Recuerdo que, hace bastante tiempo, un destacado intelectual andaluz -de firmes e inequívocas convicciones democráticas y con una fama muy por debajo de su valía- me puntualizaba que en el antiguo régimen dictatorial español, al menos durante algunas etapas de su prolongada andadura, se nombraban como ministros a personas distinguidas por estar ubicadas en los primeros puestos de sus promociones académicas. No llegué a comprobar en detalle el alcance efectivo de esa pauta.
Hace pocos días, ese mismo intelectual, a quien no veo desde hace años, contactó conmigo para un encargo académico, y aprovechó para valorar la capacidad de gestión gubernamental ante la tremenda crisis sanitaria generada en España, como en otros países, por la propagación del coronavirus. Al hilo de esto evocaba cómo, a comienzos de los años setenta, cuando ambos estudiábamos en el mismo instituto de enseñanza media -aunque, entonces, sin conocernos-, era típico que se dijera que los mejores estudiantes llegarían a ser ministros.
Es verdad, por aquel entonces se asociaba la condición de ministro a la excelencia académica. Recuerdo que en mi clase había un alumno al que sus compañeros le pronosticaban ese destino. No fue, desde luego, un vaticinio muy atinado.

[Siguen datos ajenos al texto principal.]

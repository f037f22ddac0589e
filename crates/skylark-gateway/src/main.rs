//! Skylark Flight SQL server binary.
//!
//! Serves the Flight SQL producer over gRPC, backed by the in-memory
//! reference engine.

use std::net::SocketAddr;
use std::sync::Arc;

use arrow_flight::flight_service_server::FlightServiceServer;
use clap::Parser;
use skylark_gateway::mem::MemEngine;
use skylark_gateway::{metrics, telemetry, SkylarkFlightSqlService};
use tonic::transport::Server;
use tracing::info;

#[derive(Parser, Debug)]
#[command(name = "skylark-gateway")]
#[command(about = "Skylark Flight SQL server")]
struct Args {
    /// Listen address for the Flight SQL service
    #[arg(long, env = "LISTEN_ADDR", default_value = "0.0.0.0:50051")]
    listen_addr: SocketAddr,

    /// Log level
    #[arg(long, env = "LOG_LEVEL", default_value = "info")]
    log_level: String,

    /// Seed the engine with the demo catalog
    #[arg(long, env = "DEMO_DATA", default_value = "true")]
    demo_data: bool,
}

#[tokio::main]
async fn main() -> anyhow::Result<()> {
    let args = Args::parse();

    telemetry::init(&args.log_level)?;
    metrics::init_metrics();

    info!("Starting Skylark Flight SQL server");
    info!("  Listen address: {}", args.listen_addr);
    info!("  Demo data: {}", args.demo_data);

    let engine = if args.demo_data {
        MemEngine::with_demo_data()
    } else {
        MemEngine::new()
    };
    let service = SkylarkFlightSqlService::new(Arc::new(engine));

    Server::builder()
        .add_service(FlightServiceServer::new(service))
        .serve_with_shutdown(args.listen_addr, async {
            let _ = tokio::signal::ctrl_c().await;
            info!("Shutdown signal received");
        })
        .await?;

    Ok(())
}
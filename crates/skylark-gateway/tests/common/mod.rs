#![allow(dead_code)]

use std::sync::Arc;

use arrow_array::RecordBatch;
use arrow_flight::decode::FlightRecordBatchStream;
use arrow_flight::error::FlightError;
use arrow_flight::flight_service_server::FlightService;
use arrow_flight::{FlightDescriptor, FlightInfo, Ticket};
use futures::{StreamExt, TryStreamExt};
use skylark_gateway::mem::MemEngine;
use skylark_gateway::SkylarkFlightSqlService;
use skylark_protocol::Command;
use tonic::Request;

/// A producer over the demo catalog, fresh state per test.
pub fn service() -> SkylarkFlightSqlService {
    SkylarkFlightSqlService::new(Arc::new(MemEngine::with_demo_data()))
}

pub fn descriptor(command: &Command) -> FlightDescriptor {
    FlightDescriptor::new_cmd(command.encode())
}

pub async fn flight_info(service: &SkylarkFlightSqlService, command: &Command) -> FlightInfo {
    service
        .get_flight_info(Request::new(descriptor(command)))
        .await
        .expect("get_flight_info")
        .into_inner()
}

pub fn endpoint_ticket(info: &FlightInfo) -> Ticket {
    info.endpoint[0]
        .ticket
        .clone()
        .expect("endpoint carries a ticket")
}

pub async fn do_get_batches(
    service: &SkylarkFlightSqlService,
    ticket: Ticket,
) -> Vec<RecordBatch> {
    let stream = service
        .do_get(Request::new(ticket))
        .await
        .expect("do_get")
        .into_inner();
    FlightRecordBatchStream::new_from_flight_data(stream.map_err(FlightError::from))
        .try_collect()
        .await
        .expect("decode do_get stream")
}

/// `get_flight_info` then `do_get` through the returned ticket.
pub async fn fetch(service: &SkylarkFlightSqlService, command: &Command) -> Vec<RecordBatch> {
    let info = flight_info(service, command).await;
    do_get_batches(service, endpoint_ticket(&info)).await
}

Por circunstancias familiares adversas, no se pudo poner a prueba ante el reto planteado, ya que pronto tuvo que emplearse como botones en un hotel de Torremolinos y, poco después, abandonó los estudios. No sé si luego lograría recomponer su trayectoria estudiantil. Salvo que así fuera, de poco le sirvió que el profesor Luis Díez se quedara asombrado al comprobar que era capaz de acertar todas las preguntas que el autor de la “Antología del disparate” lanzaba en la clase de ciencias naturales.
Al margen de avivar recuerdos dormidos, aquellas palabras me llevaron a pensar en la composición del gobierno de España que propició los Pactos de la Moncloa, suscritos en octubre del año 1977. En una entrada de este blog de fecha 16-10-2017 se hace una ponderación de dicho hito con motivo de la conmemoración de su cuarenta aniversario.
En aquellos años convulsos, de tránsito incierto entre dos regímenes, no era fácil ser ecuánime con los personajes, en gran medida provenientes del antiguo, que fueron los encargados de pilotar el cambio al nuevo. Sobre muchos de ellos se proyecta una justicia diferida, no materializada en su momento justo. En fin, el paso del tiempo, que permite recabar y confrontar más información y más situaciones, altera en ocasiones el punto de mira. Escaso consuelo para los posibles agraviados por el desprecio o la incomprensión.
Este último sentimiento me persigue especialmente desde que, hace años, leí la obra “Anatomía de un instante”, dedicada por Javier Cercas a la inconmensurable figura -agrandada por el paso de los años, y el vértigo inevitable ante el peligro de derrumbamiento del sistema que él contribuyó decisivamente a forjar- de Adolfo Suárez.
Admirador como soy, desde su gestación, de los Pactos de la Moncloa, ahora que planea una especie de remake ante la excepcionalidad de la situación vivida, he querido rendir un pequeño homenaje simbólico y personal a los integrantes del gobierno de la nación de aquel entonces. Invito a repasar el currículum vítae de aquella quincena de mandatarios. Merece la pena hacerlo. Como también la merecería ver cómo ha ido evolucionando el “capital humano” de los sucesivos gobiernos de la democracia, tanto de la nación como de las diversas administraciones territoriales.
Los Pactos de la Moncloa jugaron un papel clave en la consolidación de la democracia española, sobre la que ahora se ciernen negros nubarrones. Y tales Pactos contaron con dos pilares esenciales, Adolfo Suárez, un grandísimo presidente de gobierno, y Enrique Fuentes Quintana, un insigne vicepresidente e incomparable ministro de Economía. Sinceramente creo que esas dos figuras son difícilmente repetibles.
Pero, aun renunciando a ver replicada su inmensa talla y su elevada visión de Estado, una salida verdaderamente progresista -palabra muy devaluada por múltiples usurpadores- a los enormes retos que hoy tiene España exige ineludiblemente contar con gobernantes con bastantes atributos. Entre otros, los de conocimientos, experiencia, altura de miras, capacidad, credibilidad, honradez y determinación. La imagen del presidente Suárez y del vicepresidente Fuentes, desde su pedestal, alumbran el camino a los españoles.